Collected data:
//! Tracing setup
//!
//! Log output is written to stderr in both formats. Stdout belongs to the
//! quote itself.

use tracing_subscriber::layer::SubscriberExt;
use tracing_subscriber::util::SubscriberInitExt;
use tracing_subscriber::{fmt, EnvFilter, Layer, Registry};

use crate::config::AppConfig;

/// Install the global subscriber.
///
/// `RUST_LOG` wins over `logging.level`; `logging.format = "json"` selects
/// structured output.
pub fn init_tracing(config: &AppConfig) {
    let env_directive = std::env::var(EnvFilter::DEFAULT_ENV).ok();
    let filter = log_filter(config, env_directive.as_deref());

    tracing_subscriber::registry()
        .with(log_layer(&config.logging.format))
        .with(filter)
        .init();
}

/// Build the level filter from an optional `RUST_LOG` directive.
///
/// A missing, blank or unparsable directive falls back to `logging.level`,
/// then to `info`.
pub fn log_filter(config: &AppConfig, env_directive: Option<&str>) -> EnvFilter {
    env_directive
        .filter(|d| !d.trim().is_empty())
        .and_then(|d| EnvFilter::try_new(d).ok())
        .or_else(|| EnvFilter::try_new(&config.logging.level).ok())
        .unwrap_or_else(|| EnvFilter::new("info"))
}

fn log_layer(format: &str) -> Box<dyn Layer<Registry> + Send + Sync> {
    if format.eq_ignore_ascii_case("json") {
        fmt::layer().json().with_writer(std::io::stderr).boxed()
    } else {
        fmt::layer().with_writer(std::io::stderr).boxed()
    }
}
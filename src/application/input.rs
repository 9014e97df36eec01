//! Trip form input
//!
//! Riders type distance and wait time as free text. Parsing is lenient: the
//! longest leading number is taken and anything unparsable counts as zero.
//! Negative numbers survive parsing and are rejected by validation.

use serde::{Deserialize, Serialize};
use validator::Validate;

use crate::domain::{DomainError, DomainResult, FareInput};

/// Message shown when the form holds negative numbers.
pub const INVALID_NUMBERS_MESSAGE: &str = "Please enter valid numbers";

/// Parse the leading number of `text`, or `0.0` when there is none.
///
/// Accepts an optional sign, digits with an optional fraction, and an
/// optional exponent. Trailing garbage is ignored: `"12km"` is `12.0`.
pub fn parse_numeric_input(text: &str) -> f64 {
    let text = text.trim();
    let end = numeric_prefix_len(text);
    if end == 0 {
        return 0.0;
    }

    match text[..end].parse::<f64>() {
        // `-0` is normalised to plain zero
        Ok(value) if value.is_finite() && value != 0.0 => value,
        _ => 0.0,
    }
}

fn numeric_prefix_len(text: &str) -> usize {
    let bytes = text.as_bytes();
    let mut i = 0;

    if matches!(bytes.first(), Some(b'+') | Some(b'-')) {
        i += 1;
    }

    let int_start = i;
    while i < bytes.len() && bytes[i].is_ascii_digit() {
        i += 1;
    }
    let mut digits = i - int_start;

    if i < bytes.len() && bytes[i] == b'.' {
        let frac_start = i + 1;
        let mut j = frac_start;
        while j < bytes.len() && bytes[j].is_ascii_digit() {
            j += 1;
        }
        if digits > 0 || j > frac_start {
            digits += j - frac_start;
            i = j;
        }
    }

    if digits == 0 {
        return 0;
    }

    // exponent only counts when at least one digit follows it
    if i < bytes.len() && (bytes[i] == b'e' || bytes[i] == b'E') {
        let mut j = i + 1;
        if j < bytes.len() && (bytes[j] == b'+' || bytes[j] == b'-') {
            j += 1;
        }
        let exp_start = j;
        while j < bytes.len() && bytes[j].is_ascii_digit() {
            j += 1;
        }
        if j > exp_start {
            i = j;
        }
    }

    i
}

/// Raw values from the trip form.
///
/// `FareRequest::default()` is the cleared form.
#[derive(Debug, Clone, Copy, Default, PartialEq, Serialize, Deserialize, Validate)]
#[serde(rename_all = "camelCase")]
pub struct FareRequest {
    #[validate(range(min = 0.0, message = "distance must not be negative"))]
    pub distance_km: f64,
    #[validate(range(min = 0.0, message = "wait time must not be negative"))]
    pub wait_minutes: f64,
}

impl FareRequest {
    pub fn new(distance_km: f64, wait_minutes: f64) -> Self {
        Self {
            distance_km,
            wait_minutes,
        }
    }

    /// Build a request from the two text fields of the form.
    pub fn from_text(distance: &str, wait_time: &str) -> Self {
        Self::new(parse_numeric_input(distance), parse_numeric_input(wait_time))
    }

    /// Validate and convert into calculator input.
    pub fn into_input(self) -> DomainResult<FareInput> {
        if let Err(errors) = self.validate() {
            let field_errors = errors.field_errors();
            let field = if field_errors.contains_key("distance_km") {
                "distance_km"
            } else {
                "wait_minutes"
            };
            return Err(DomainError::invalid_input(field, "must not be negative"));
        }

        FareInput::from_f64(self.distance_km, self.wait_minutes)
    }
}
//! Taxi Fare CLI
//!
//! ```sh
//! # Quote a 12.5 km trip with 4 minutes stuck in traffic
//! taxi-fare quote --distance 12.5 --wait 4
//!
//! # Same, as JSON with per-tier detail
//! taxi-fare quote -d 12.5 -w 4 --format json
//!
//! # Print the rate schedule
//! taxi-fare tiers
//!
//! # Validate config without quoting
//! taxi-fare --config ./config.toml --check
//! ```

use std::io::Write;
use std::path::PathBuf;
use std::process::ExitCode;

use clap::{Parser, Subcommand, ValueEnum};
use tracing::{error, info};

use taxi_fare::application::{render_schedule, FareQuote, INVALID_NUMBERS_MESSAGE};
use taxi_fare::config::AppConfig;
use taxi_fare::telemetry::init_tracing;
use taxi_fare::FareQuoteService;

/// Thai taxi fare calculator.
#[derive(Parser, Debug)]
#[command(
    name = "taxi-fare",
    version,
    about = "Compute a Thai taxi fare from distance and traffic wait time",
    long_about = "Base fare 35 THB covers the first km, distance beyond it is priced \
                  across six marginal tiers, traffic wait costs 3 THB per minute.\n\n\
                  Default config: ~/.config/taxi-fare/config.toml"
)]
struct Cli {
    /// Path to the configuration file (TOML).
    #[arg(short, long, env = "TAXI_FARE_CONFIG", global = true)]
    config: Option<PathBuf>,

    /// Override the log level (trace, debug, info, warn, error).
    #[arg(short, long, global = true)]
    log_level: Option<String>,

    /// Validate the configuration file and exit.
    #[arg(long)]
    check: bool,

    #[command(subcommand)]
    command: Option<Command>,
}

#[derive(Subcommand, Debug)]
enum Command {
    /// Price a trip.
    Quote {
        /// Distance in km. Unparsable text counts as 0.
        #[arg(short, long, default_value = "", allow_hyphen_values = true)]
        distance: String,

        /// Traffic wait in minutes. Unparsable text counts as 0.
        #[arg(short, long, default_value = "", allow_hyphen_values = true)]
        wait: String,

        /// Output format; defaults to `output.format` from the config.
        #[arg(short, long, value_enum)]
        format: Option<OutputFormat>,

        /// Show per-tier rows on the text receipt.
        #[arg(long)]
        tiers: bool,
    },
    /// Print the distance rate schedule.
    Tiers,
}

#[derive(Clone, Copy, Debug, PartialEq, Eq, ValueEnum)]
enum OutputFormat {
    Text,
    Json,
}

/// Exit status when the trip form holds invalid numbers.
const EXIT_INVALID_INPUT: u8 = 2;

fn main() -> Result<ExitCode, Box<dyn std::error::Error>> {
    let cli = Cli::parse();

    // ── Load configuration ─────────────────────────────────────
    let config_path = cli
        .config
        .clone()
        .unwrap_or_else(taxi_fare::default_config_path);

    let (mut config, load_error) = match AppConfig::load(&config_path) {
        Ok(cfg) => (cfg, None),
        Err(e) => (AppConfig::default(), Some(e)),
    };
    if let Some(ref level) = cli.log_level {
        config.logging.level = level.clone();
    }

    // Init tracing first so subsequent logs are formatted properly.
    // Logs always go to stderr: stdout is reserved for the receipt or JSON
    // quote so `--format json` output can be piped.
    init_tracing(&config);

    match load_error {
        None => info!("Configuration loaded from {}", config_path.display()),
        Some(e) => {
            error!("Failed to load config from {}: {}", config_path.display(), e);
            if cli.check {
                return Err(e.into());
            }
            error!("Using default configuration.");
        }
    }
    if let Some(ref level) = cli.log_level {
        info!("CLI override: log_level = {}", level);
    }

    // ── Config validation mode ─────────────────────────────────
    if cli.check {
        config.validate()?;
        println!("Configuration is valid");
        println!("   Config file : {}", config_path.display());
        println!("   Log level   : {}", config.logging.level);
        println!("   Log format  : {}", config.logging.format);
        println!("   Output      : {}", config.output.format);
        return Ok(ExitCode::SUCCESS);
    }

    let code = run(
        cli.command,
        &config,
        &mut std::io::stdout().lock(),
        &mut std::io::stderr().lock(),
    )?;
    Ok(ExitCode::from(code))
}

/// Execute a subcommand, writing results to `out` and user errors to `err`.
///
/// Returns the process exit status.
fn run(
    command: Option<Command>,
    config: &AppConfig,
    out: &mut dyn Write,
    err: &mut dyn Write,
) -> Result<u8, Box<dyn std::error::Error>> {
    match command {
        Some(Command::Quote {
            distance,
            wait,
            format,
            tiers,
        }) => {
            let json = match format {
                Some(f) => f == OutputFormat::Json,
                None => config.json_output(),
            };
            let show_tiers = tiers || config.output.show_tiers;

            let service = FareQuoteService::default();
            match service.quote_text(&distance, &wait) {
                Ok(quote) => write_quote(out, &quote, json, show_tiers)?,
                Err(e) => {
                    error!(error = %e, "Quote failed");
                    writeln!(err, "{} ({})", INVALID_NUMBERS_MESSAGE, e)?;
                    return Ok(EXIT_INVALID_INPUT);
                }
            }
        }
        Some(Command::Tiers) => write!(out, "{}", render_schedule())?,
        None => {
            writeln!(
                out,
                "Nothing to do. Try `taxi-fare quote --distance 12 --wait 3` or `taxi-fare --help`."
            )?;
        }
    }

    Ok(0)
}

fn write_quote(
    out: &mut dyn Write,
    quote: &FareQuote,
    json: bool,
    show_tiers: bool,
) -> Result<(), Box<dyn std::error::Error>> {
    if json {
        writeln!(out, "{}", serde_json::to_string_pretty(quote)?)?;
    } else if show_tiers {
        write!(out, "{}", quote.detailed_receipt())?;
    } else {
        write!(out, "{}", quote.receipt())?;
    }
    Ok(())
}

**Work task:** From the start of the data to the line that holds "fraction, and an", retype each line exactly, with both ends included.

**Final answer:**
//! Tracing setup
//!
//! Log output is written to stderr in both formats. Stdout belongs to the
//! quote itself.

use tracing_subscriber::layer::SubscriberExt;
use tracing_subscriber::util::SubscriberInitExt;
use tracing_subscriber::{fmt, EnvFilter, Layer, Registry};

use crate::config::AppConfig;

/// Install the global subscriber.
///
/// `RUST_LOG` wins over `logging.level`; `logging.format = "json"` selects
/// structured output.
pub fn init_tracing(config: &AppConfig) {
    let env_directive = std::env::var(EnvFilter::DEFAULT_ENV).ok();
    let filter = log_filter(config, env_directive.as_deref());

    tracing_subscriber::registry()
        .with(log_layer(&config.logging.format))
        .with(filter)
        .init();
}

/// Build the level filter from an optional `RUST_LOG` directive.
///
/// A missing, blank or unparsable directive falls back to `logging.level`,
/// then to `info`.
pub fn log_filter(config: &AppConfig, env_directive: Option<&str>) -> EnvFilter {
    env_directive
        .filter(|d| !d.trim().is_empty())
        .and_then(|d| EnvFilter::try_new(d).ok())
        .or_else(|| EnvFilter::try_new(&config.logging.level).ok())
        .unwrap_or_else(|| EnvFilter::new("info"))
}

fn log_layer(format: &str) -> Box<dyn Layer<Registry> + Send + Sync> {
    if format.eq_ignore_ascii_case("json") {
        fmt::layer().json().with_writer(std::io::stderr).boxed()
    } else {
        fmt::layer().with_writer(std::io::stderr).boxed()
    }
}
filename src/application/input.rs
repository 9014e97df36eec01
//! Trip form input
//!
//! Riders type distance and wait time as free text. Parsing is lenient: the
//! longest leading number is taken and anything unparsable counts as zero.
//! Negative numbers survive parsing and are rejected by validation.

use serde::{Deserialize, Serialize};
use validator::Validate;

use crate::domain::{DomainError, DomainResult, FareInput};

/// Message shown when the form holds negative numbers.
pub const INVALID_NUMBERS_MESSAGE: &str = "Please enter valid numbers";

/// Parse the leading number of `text`, or `0.0` when there is none.
///
/// Accepts an optional sign, digits with an optional fraction, and an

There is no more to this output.